On completion of the module a student should be able to

  • Know and apply the definitions of basic structures like sets and fields and understand their basic properties.
  • Have a working knowledge of the properties of the real and complex numbers
  • Understand the concept of supremum/infimum
  • Understand the concept of a limit and other basic properties of a sequence
  • Know and apply convergence criteria for sequences and series
  • Find and write short proofs of basic mathematical statements

How the module will be delivered

Modules will be delivered through blended learning. You will be guided through learning activities appropriate to your module, which may include:

  • Weekly face to face classes (e.g. labs, lectures, exercise classes)
  • Electronic resources that you work through at your own pace (e.g. videos, exercise sheets, lecture notes, e-books, quizzes)

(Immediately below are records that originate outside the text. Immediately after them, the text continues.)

//! Infrastructure implementations for the Lodestone search core.
//!
//! Provides the fastembed-backed [`embedder::FastembedEncoder`], the flat
//! inner-product index with on-disk persistence ([`flat::FlatIndex`]), the
//! CSV ingest pipeline ([`ingest`]), the query-time retriever service
//! ([`retriever::ProductRetriever`]), and the config loader ([`config`]).

pub mod config;
pub mod embedder;
pub mod flat;
pub mod ingest;
pub mod retriever;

Students are also expected to undertake self-guided study throughout the duration of the module.

Skills that will be practised and developed

Problem solving

Use of mathematical notation and subject-specific language

Written communication of mathematical ideas

Reading and understanding subject-specific literature

 

Transferable Skills:
Problem solving

Assessment Breakdown

Type % Title Duration(hrs)
Exam - Autumn Semester 85 Foundations Of Mathematics I 3
Class Test 15 Foundations Of Mathematics I N/A

Syllabus content

  • Numbers:  Natural numbers and proof by induction. Review of properties of rational and  real numbers. Introduction of complex numbers and rules for addition, subtraction, multiplication and division. Real and imaginary parts, conjugation, modulus and argument. Geometric interpretation in the complex plane. Statement of the fundamental theorem of algebra.
  • Logic, sets and functions: Logic operations, quantifiers and negations.
    Non-axiomatic set theory (operations with sets, power set, Cartesian products, set-theoretic definition of functions).  Injective, surjective and bijective functions, composition of functions. Axiom of choice. (Optional) Finite, countable and uncountable sets.
  • Algebraic structures: Group Axioms.  Examples for groups, in particular the symmetric group.   Proof of basic properties. Sub-groups. Equivalence classes and cosets. Homomorphisms.
  • Order and Distance: Review of inequalities. The absolute value and its properties
    Supremum and Infimum. Completeness by supremum property.
  • Sequences of real and complex numbers and their limits: Definition, proof of convergence/divergence by using the definition, examples, algebra of limits, sandwich theorem, monotone sequences, sub-sequences and the theorem of Bolzano-Weierstrass.  Cauchy-sequences. Completeness by Cauchy sequences.
  • Series of real and complex numbers: Convergence and absolute convergence. A selection of convergence criteria.  Product of series. Re-ordering theorem (Optional, no proof). Complex power series Radius of convergence. (Optional) The exponential function as series.  Statement that set of real numbers is not countable with sketch of proof.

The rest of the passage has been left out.